The Oscar nomination list is out, and I'm sorry to find that the German fictional film "Die Fremde" (or "When We Leave") did not make the list for best foreign film.
I saw it in Washington at a film festival last week, nudged to the theater by an email from a German nonprofit group. The email's thumbnail description said the film depicts the "cultural conflicts of a German-born Turkish woman who is unhappy with her married life in Turkey. The protagonist wishes to return with her son to Germany but gets no support from her parents still living in Germany."
Germany and Turkey. I lived in the former country as a foreign correspondent and have traveled several times to the latter. For the price of a theater ticket, I looked forward to visiting both places again.
I probably would not have gone, however, had I known that the film was really about an "honor killing." I don't do well with violence in films. I closed my eyes three times in "True Grit," though I should have known given it's the Coen brothers (loved the movie, not the violence).
In retrospect, I'm very glad I saw this German film.

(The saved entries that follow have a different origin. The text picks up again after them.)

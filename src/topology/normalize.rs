use std::collections::BTreeMap;

use tracing::{debug, warn};

use crate::api::types::{NodeType, TopologyElement};
use crate::resource::{AutoscalingConfig, TierConfig};

use super::{Size, SizeResource, TemplateTopology, TopologyError, parse_size};

/// The tiers a request asks for.
#[derive(Debug, Clone, Default, PartialEq)]
pub struct DesiredTopology {
    /// Tiers declared in configuration.
    pub declared: BTreeMap<String, TierConfig>,
    /// Tiers carried over from prior state. Empty on create, or when the template changed.
    pub inherited: BTreeMap<String, TierConfig>,
}

impl DesiredTopology {
    pub fn declared(declared: BTreeMap<String, TierConfig>) -> Self {
        Self {
            declared,
            inherited: BTreeMap::new(),
        }
    }
}

/// One tier after template defaults have been merged in.
#[derive(Debug, Clone, PartialEq)]
pub struct ResolvedTier {
    pub id: String,
    pub instance_configuration_id: String,
    pub size: Size,
    pub zone_count: u32,
    /// Whether the tier appears in configuration, as opposed to state or template defaults.
    pub declared: bool,
    pub node_type: NodeType,
    /// Explicit role list, only ever taken from configuration.
    pub node_roles: Option<Vec<String>>,
    pub autoscaling: Option<AutoscalingConfig>,
}

/// Merges declared and inherited tiers over the template's defaults.
///
/// Tiers come out in template order. A declared tier the template does not know
/// is an error. When `skip_missing_tiers` is set, undeclared tiers are left out
/// instead of being defaulted. Undeclared tiers that end up with a zero size are
/// dropped.
pub fn normalize(
    desired: &DesiredTopology,
    template: &TemplateTopology<'_>,
    skip_missing_tiers: bool,
) -> Result<Vec<ResolvedTier>, TopologyError> {
    if let Some(unknown) = desired
        .declared
        .keys()
        .find(|id| template.element(id).is_none())
    {
        return Err(template.unknown_tier(unknown));
    }

    for id in desired
        .inherited
        .keys()
        .filter(|id| template.element(id).is_none())
    {
        warn!(tier = %id, "ignoring state topology missing from the template");
    }

    let mut resolved = Vec::new();

    for element in template.elements() {
        let declared = desired.declared.get(&element.id);

        if declared.is_none() && skip_missing_tiers {
            debug!(tier = %element.id, "skipping undeclared topology after template change");
            continue;
        }

        let layers = [declared, desired.inherited.get(&element.id)];
        let Some(tier) = resolve_tier(element, &layers, declared)? else {
            debug!(tier = %element.id, "dropping undeclared zero-sized topology");
            continue;
        };

        validate_zone_count(&tier, template)?;

        debug!(
            tier = %tier.id,
            size = tier.size.value,
            zone_count = tier.zone_count,
            declared = tier.declared,
            "topology resolved"
        );
        resolved.push(tier);
    }

    Ok(resolved)
}

/// First value any layer provides, most specific layer first.
fn layered<T>(layers: &[Option<&TierConfig>], f: impl Fn(&TierConfig) -> Option<T>) -> Option<T> {
    layers.iter().flatten().find_map(|tier| f(*tier))
}

/// `None` when the tier is undeclared and resolves to a zero size.
fn resolve_tier(
    element: &TopologyElement,
    layers: &[Option<&TierConfig>],
    declared: Option<&TierConfig>,
) -> Result<Option<ResolvedTier>, TopologyError> {
    let explicit_resource = layered(layers, |t| t.size_resource);
    let size = match layered(layers, |t| t.size.clone()) {
        Some(raw) => {
            let resource = explicit_resource
                .or_else(|| element.size.map(|s| s.resource))
                .unwrap_or_default();
            parse_size(&raw, resource)?
        }
        None => {
            let default = element.size.unwrap_or(Size::zero(SizeResource::default()));
            Size::new(explicit_resource.unwrap_or(default.resource), default.value)
        }
    };

    if declared.is_none() && size.is_zero() {
        return Ok(None);
    }

    let instance_configuration_id = layered(layers, |t| t.instance_configuration_id.clone())
        .or_else(|| element.instance_configuration_id.clone())
        .ok_or_else(|| TopologyError::MissingInstanceConfiguration {
            tier: element.id.clone(),
        })?;

    let zone_count = layered(layers, |t| t.zone_count).unwrap_or(element.zone_count);

    let defaults = element.node_type.unwrap_or_default();
    let node_type = NodeType {
        data: layered(layers, |t| t.node_type_data).or(defaults.data),
        ingest: layered(layers, |t| t.node_type_ingest).or(defaults.ingest),
        master: layered(layers, |t| t.node_type_master).or(defaults.master),
        ml: layered(layers, |t| t.node_type_ml).or(defaults.ml),
    };

    Ok(Some(ResolvedTier {
        id: element.id.clone(),
        instance_configuration_id,
        size,
        zone_count,
        declared: declared.is_some(),
        node_type,
        // State records roles after cross-tier adjustment, so only declared
        // roles are carried forward.
        node_roles: declared
            .and_then(|t| t.node_roles.clone())
            .filter(|roles| !roles.is_empty()),
        autoscaling: layered(layers, |t| t.autoscaling.clone()),
    }))
}

fn validate_zone_count(
    tier: &ResolvedTier,
    template: &TemplateTopology<'_>,
) -> Result<(), TopologyError> {
    if tier.size.is_zero() {
        return Ok(());
    }

    if tier.zone_count == 0 {
        return Err(TopologyError::InvalidZoneCount {
            tier: tier.id.clone(),
            zone_count: 0,
            reason: "must be a positive integer".to_string(),
        });
    }

    let max_zones = template
        .instance_configuration(&tier.instance_configuration_id)
        .and_then(|ic| ic.max_zones);

    match max_zones {
        Some(max) if tier.zone_count > max => Err(TopologyError::InvalidZoneCount {
            tier: tier.id.clone(),
            zone_count: tier.zone_count,
            reason: format!(
                "instance configuration {} supports at most {} zones",
                tier.instance_configuration_id, max
            ),
        }),
        _ => Ok(()),
    }
}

It made for engaging cinema, working toward its surprising, aching conclusion gradually and masterfully. Its characters – German and Turk, well- and ill-behaving – earned my empathy. But its real value was its message.
For years I've known about honor killings in parts of the Middle East and Asia, in which a member of the family or community is murdered for bringing dishonor on said family or community. Usually the crime is committed against women, usually for perceived sexual disgrace: adultery, being raped, leaving an arranged marriage or refusing one, premarital sex, and even for wearing clothing deemed too revealing. The United Nations estimates 5,000 such killings per year, globally. Human rights groups say it's more like 20,000.

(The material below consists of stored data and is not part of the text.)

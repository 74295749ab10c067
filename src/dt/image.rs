use crate::error::{Error, Result};
use crate::sql::schema::Table;
use crate::sql::types::{Row, Value};

use serde_derive::{Deserialize, Serialize};

/// Whether a field belongs to the table's primary key
#[derive(Clone, Copy, Debug, PartialEq, Eq, Serialize, Deserialize)]
pub enum KeyType {
    Null,
    PrimaryKey,
}

/// A single column value of a captured row
#[derive(Clone, Debug, PartialEq, Serialize, Deserialize)]
pub struct Field {
    pub name: String,
    pub key_type: KeyType,
    pub value: Value,
}

/// A captured row
#[derive(Clone, Debug, Default, PartialEq, Serialize, Deserialize)]
pub struct Record {
    pub fields: Vec<Field>,
}

impl Record {
    /// Looks up a field value by column name
    pub fn get(&self, name: &str) -> Option<&Value> {
        self.fields.iter().find(|f| f.name.eq_ignore_ascii_case(name)).map(|f| &f.value)
    }
}

/// A row image: a snapshot of zero or more rows of one table, taken either
/// before or after a statement executed. All rows share the same column set.
#[derive(Clone, Debug, PartialEq, Serialize, Deserialize)]
pub struct TableRecords {
    pub table_name: String,
    /// Primary key column names, in table column order.
    pub primary_keys: Vec<String>,
    pub rows: Vec<Record>,
}

impl TableRecords {
    /// Creates an empty image for a table. Errors if the table has no primary
    /// key, since its rows could neither be locked nor compensated.
    pub fn empty(table: &Table) -> Result<Self> {
        Ok(Self {
            table_name: table.name.clone(),
            primary_keys: table.get_primary_key_names()?,
            rows: Vec::new(),
        })
    }

    /// Builds an image from whole rows in table column order.
    pub fn from_rows(table: &Table, rows: Vec<Row>) -> Result<Self> {
        let columns: Vec<String> = table.columns.iter().map(|c| c.name.clone()).collect();
        Self::from_columns(table, &columns, rows)
    }

    /// Builds an image from rows laid out as the given columns, e.g. a result
    /// set projection.
    pub fn from_columns(table: &Table, columns: &[String], rows: Vec<Row>) -> Result<Self> {
        let mut image = Self::empty(table)?;
        let columns = columns
            .iter()
            .map(|name| {
                let column = table.get_column(name)?;
                let key_type = match column.primary_key {
                    true => KeyType::PrimaryKey,
                    false => KeyType::Null,
                };
                Ok((column.name.clone(), key_type))
            })
            .collect::<Result<Vec<_>>>()?;
        for row in rows {
            if row.len() != columns.len() {
                return Err(Error::ImageCapture(format!(
                    "row of table {} has {} values, expected {}",
                    table.name,
                    row.len(),
                    columns.len()
                )));
            }
            let fields = columns
                .iter()
                .zip(row)
                .map(|((name, key_type), value)| Field {
                    name: name.clone(),
                    key_type: *key_type,
                    value,
                })
                .collect();
            image.push(Record { fields })?;
        }
        Ok(image)
    }

    /// Appends a row, enforcing that it has the same column set as the others
    pub fn push(&mut self, record: Record) -> Result<()> {
        if let Some(first) = self.rows.first() {
            let same = first.fields.len() == record.fields.len()
                && first.fields.iter().zip(&record.fields).all(|(a, b)| a.name == b.name);
            if !same {
                return Err(Error::Internal(format!(
                    "row column set differs within image of table {}",
                    self.table_name
                )));
            }
        }
        self.rows.push(record);
        Ok(())
    }

    pub fn is_empty(&self) -> bool {
        self.rows.is_empty()
    }

    pub fn len(&self) -> usize {
        self.rows.len()
    }

    /// Returns the primary key values of every row, ordered as
    /// `primary_keys`. Errors if any row lacks a primary key column or holds a
    /// NULL key.
    pub fn primary_key_values(&self) -> Result<Vec<Vec<Value>>> {
        self.rows
            .iter()
            .map(|row| {
                self.primary_keys
                    .iter()
                    .map(|name| match row.get(name) {
                        Some(Value::Null) | None => Err(Error::Value(format!(
                            "row of table {} has no complete primary key",
                            self.table_name
                        ))),
                        Some(value) => Ok(value.clone()),
                    })
                    .collect::<Result<Vec<_>>>()
            })
            .collect()
    }
}

#[cfg(test)]
mod tests {
    use super::*;
    use crate::sql::schema::Column;
    use crate::sql::types::DataType;

    fn table() -> Table {
        Table::new(
            "t",
            vec![
                Column::new("id", DataType::Integer).primary_key(),
                Column::new("v", DataType::Integer),
            ],
        )
        .unwrap()
    }

    #[test]
    fn from_rows() -> Result<()> {
        let rows = vec![vec![Value::Integer(1), Value::Integer(10)]];
        let image = TableRecords::from_rows(&table(), rows)?;
        assert_eq!(image.table_name, "t");
        assert_eq!(image.primary_keys, vec!["id"]);
        assert_eq!(image.rows[0].get("V"), Some(&Value::Integer(10)));
        assert_eq!(image.primary_key_values()?, vec![vec![Value::Integer(1)]]);
        Ok(())
    }

    #[test]
    fn projection_without_key() -> Result<()> {
        let rows = vec![vec![Value::Integer(10)]];
        let image = TableRecords::from_columns(&table(), &["v".to_string()], rows)?;
        assert!(image.primary_key_values().is_err());
        Ok(())
    }

    #[test]
    fn mixed_column_sets() -> Result<()> {
        let rows = vec![vec![Value::Integer(1), Value::Integer(10)]];
        let mut image = TableRecords::from_rows(&table(), rows)?;
        let odd = Record {
            fields: vec![Field {
                name: "v".into(),
                key_type: KeyType::Null,
                value: Value::Integer(3),
            }],
        };
        assert!(image.push(odd).is_err());
        Ok(())
    }
}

It had not dawned on me, however, that the practice follows immigrants to Europe, in this case, Germany, and continues to the next generation. In 2005, Der Spiegel magazine reported 40 documented cases of honor killings in Germany since 1996. At the time of the magazine's publication, Berlin had seen six Muslim women murdered by family members in just four months. They had brought shame on their families by divorce, for instance, or dating German men. About 2.5 million people of Turkish origin live in Germany.

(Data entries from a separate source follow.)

//! Row lock keys. A lock key names the rows a branch holds for the lifetime of
//! its global transaction, in the form `table:pk1,pk2`. Composite primary key
//! values are joined with `_`, and multiple tables are separated by `;`.

use super::image::TableRecords;
use crate::error::{Error, Result};
use crate::sql::types::Value;

use std::collections::BTreeSet;

pub const TABLE_SEPARATOR: char = ';';
pub const TABLE_PK_SEPARATOR: char = ':';
pub const ROW_SEPARATOR: char = ',';
pub const COMPOSITE_KEY_SEPARATOR: char = '_';

/// Builds the lock key of an image. Rows are deduplicated and ordered by
/// primary key value, so two images of the same physical rows yield the same
/// key regardless of row order. Errors if any row has no complete primary key.
pub fn build_lock_key(image: &TableRecords) -> Result<String> {
    if image.primary_keys.is_empty() {
        return Err(Error::Value(format!(
            "table {} has no primary key, can't build lock key",
            image.table_name
        )));
    }
    let keys: BTreeSet<Vec<Value>> = image.primary_key_values()?.into_iter().collect();
    let rows = keys
        .iter()
        .map(|key| {
            key.iter()
                .map(|v| v.to_key_string())
                .collect::<Vec<_>>()
                .join(&COMPOSITE_KEY_SEPARATOR.to_string())
        })
        .collect::<Vec<_>>()
        .join(&ROW_SEPARATOR.to_string());
    Ok(format!("{}{}{}", image.table_name, TABLE_PK_SEPARATOR, rows))
}

/// Splits a lock key into individual `table:pk` row keys, as a coordinator's
/// lock table stores them.
pub fn split_row_keys(lock_key: &str) -> Result<Vec<String>> {
    let mut row_keys = Vec::new();
    for table_keys in lock_key.split(TABLE_SEPARATOR).filter(|s| !s.is_empty()) {
        let (table, pks) = table_keys
            .split_once(TABLE_PK_SEPARATOR)
            .ok_or_else(|| Error::Value(format!("Invalid lock key {}", lock_key)))?;
        for pk in pks.split(ROW_SEPARATOR).filter(|s| !s.is_empty()) {
            row_keys.push(format!("{}{}{}", table, TABLE_PK_SEPARATOR, pk));
        }
    }
    Ok(row_keys)
}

Die Fremde depicts its protagonist, a modern, Turkish-German mother who grew up in Germany, as torn between the patriarchal family that she loves and the male members who regularly enforce their will through beating. This scenario is not unusual. A German government study from 2004 reports that 49 percent of Turkish women in Germany said they had experienced sexual or physical violence in their marriage. That honor killings occur in a society governed by Western laws, and in a country that long ago learned its own human rights lesson, adds wattage to the film's powerful and disturbing subject.
After the screening, director Feo Aladag took questions from the audience. She said the film has been widely shown (54 countries so far), including Turkey, where it was well received and sparked honest conversation.
It sounds trite, but it's true: Awareness and conversation are the first steps in solving any societal problem. An Oscar nomination could have helped to raise awareness and spread the conversation. I guess we'll just have to do that ourselves.